The retrenchment was not only geographical, as a number of branch operations it had tried within the core Japanese market failed to gain sufficient traction. These misfires included a marketplace for books and DVDs called MercariKauru; fashion goods flea market app MercariMaisonz; and its live video-supported trading service, Mercari Channel.


Japan’s first unicorn has thus had a rough ride since it went public in June 2018, humbled by its missteps, but far from defeated.

Innovation has also continued on Mercari’s main platform with new services such as Instant Pay, which lets verified sellers receive their money in only minutes; and Mercari Authenticate, which remotely authenticates sellers’ handbags after they upload comprehensive photos of the bag through the Mercari app.

One branch to which it is more committed is Merpay, its cashless payments business. Since Merpay’s launch in November 2017, it made the wise decision not to try to go it alone in this fiercely competitive space. Rather, it collaborated in March 2019 with Line Pay to form the Mobile Payment Alliance, allowing users of either service to pay for goods across both brands’ merchant footprints. A few months later NTT Docomo added its considerable heft to the grouping.

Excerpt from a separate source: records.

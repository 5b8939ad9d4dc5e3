//! CLI command definitions and argument parsing.

use clap::{Parser, Subcommand};
use std::path::PathBuf;

/// Salvager - Find out whether an item is worth keeping.
#[derive(Debug, Parser)]
#[command(name = "salvager")]
#[command(version, about, long_about = None)]
pub struct Cli {
    /// Output format
    #[arg(short, long, value_enum, global = true)]
    pub format: Option<CliFormat>,

    /// Disable colored output
    #[arg(long, global = true)]
    pub no_color: bool,

    /// Configuration file path
    #[arg(short, long, global = true, env = "SALVAGER_CONFIG")]
    pub config: Option<PathBuf>,

    /// Directory holding the dataset JSON files
    #[arg(short, long, global = true, env = "SALVAGER_DATA_DIR")]
    pub data_dir: Option<PathBuf>,

    /// Verbose logging
    #[arg(short, long, global = true)]
    pub verbose: bool,

    #[command(subcommand)]
    pub command: Option<Command>,
}

/// Output format options.
#[derive(Debug, Clone, Copy, clap::ValueEnum)]
pub enum CliFormat {
    /// Table format (default)
    Table,
    /// JSON format
    Json,
    /// Quiet format (names and keys only)
    Quiet,
}

/// CLI commands.
#[derive(Debug, Subcommand)]
pub enum Command {
    /// Show where an item is required and how many are still needed
    Search(SearchArgs),

    /// Suggest catalog names containing a fragment
    Suggest(SuggestArgs),

    /// Toggle a checklist tier (lower tiers follow when checking)
    Toggle(ToggleArgs),

    /// Inspect or maintain the checklist
    Checklist(ChecklistArgs),

    /// Merge downloaded catalog API pages into items.json
    MergeCatalog(MergeCatalogArgs),

    /// Enter interactive REPL mode
    Repl,
}

/// Arguments for the search command.
#[derive(Debug, Parser)]
pub struct SearchArgs {
    /// Item name (words are joined with spaces)
    #[arg(required = true)]
    pub term: Vec<String>,
}

/// Arguments for the suggest command.
#[derive(Debug, Parser)]
pub struct SuggestArgs {
    /// Name fragment
    pub fragment: String,

    /// Maximum number of suggestions
    #[arg(short, long)]
    pub limit: Option<usize>,
}

/// Arguments for the toggle command.
#[derive(Debug, Parser)]
pub struct ToggleArgs {
    /// Tier key, e.g. Refiner_2, scrappy_level_3, project_expedition_stage_1, quest_q1
    pub key: String,
}

/// Arguments for checklist maintenance.
#[derive(Debug, Parser)]
pub struct ChecklistArgs {
    #[command(subcommand)]
    pub action: ChecklistAction,
}

/// Checklist actions.
#[derive(Debug, Subcommand)]
pub enum ChecklistAction {
    /// List completed tiers
    List,

    /// Remove entries that no longer match the datasets
    Prune,

    /// Clear every entry
    Reset {
        /// Skip confirmation prompt
        #[arg(short = 'y', long)]
        yes: bool,
    },
}

/// Arguments for the merge-catalog command.
#[derive(Debug, Parser)]
pub struct MergeCatalogArgs {
    /// Existing items.json (missing means empty)
    #[arg(short, long)]
    pub existing: PathBuf,

    /// Saved API page files, in page order
    #[arg(required = true)]
    pub pages: Vec<PathBuf>,

    /// Where to write the merged file (defaults to --existing)
    #[arg(short, long)]
    pub output: Option<PathBuf>,
}

impl From<CliFormat> for crate::config::OutputFormat {
    fn from(format: CliFormat) -> Self {
        match format {
            CliFormat::Table => crate::config::OutputFormat::Table,
            CliFormat::Json => crate::config::OutputFormat::Json,
            CliFormat::Quiet => crate::config::OutputFormat::Quiet,
        }
    }
}

#[cfg(test)]
mod tests {
    use super::*;

    #[test]
    fn test_no_command_means_repl() {
        let cli = Cli::parse_from(["salvager"]);
        assert!(cli.command.is_none());
    }

    #[test]
    fn test_search_joins_words() {
        let cli = Cli::parse_from(["salvager", "search", "Scrap", "Metal"]);
        match cli.command {
            Some(Command::Search(args)) => assert_eq!(args.term.join(" "), "Scrap Metal"),
            _ => panic!("Expected Search command"),
        }
    }

    #[test]
    fn test_global_flags_after_subcommand() {
        let cli = Cli::parse_from(["salvager", "toggle", "Refiner_2", "--format", "json", "-v"]);
        assert!(cli.verbose);
        assert!(matches!(cli.format, Some(CliFormat::Json)));
        assert!(matches!(cli.command, Some(Command::Toggle(_))));
    }

    #[test]
    fn test_merge_catalog_args() {
        let cli = Cli::parse_from([
            "salvager",
            "merge-catalog",
            "--existing",
            "items.json",
            "page-1.json",
            "page-2.json",
        ]);
        match cli.command {
            Some(Command::MergeCatalog(args)) => {
                assert_eq!(args.pages.len(), 2);
                assert!(args.output.is_none());
            }
            _ => panic!("Expected MergeCatalog command"),
        }
    }

    #[test]
    fn test_checklist_reset_flag() {
        let cli = Cli::parse_from(["salvager", "checklist", "reset", "-y"]);
        match cli.command {
            Some(Command::Checklist(ChecklistArgs {
                action: ChecklistAction::Reset { yes },
            })) => assert!(yes),
            _ => panic!("Expected checklist reset"),
        }
    }
}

By early 2020, Merpay had gathered 5 million users, but was encountering stiff competition. It responded by buying out rival cashless payments startup Origami.

Just before the coronavirus pandemic began to take hold, Mercari launched its first brick-and-mortar operations in Japan, opening outlets in Shinjuku and Musashi-Kosugi. These outlets, called Mercari Station, allowed people to take pictures of their merchandise in a booth so they can post ads online, and then wrap and send the goods for sellers who place them in a “Mercari Post” mailbox. Staffers are also on hand to teach customers how to use the Mercari app. In this way, the firm hoped to reach out to tens of millions of untapped users.

By the second half of 2020, boosted by a pandemic-related surge in online sales, it appeared that Mercari was beginning to claw its way out of the hole. In the July-September quarter, it was able to report its first profits since it had gone public. It still wasn’t clear if it would ultimately succeed or fail in the United States, but the Japanese startup was still in the fight.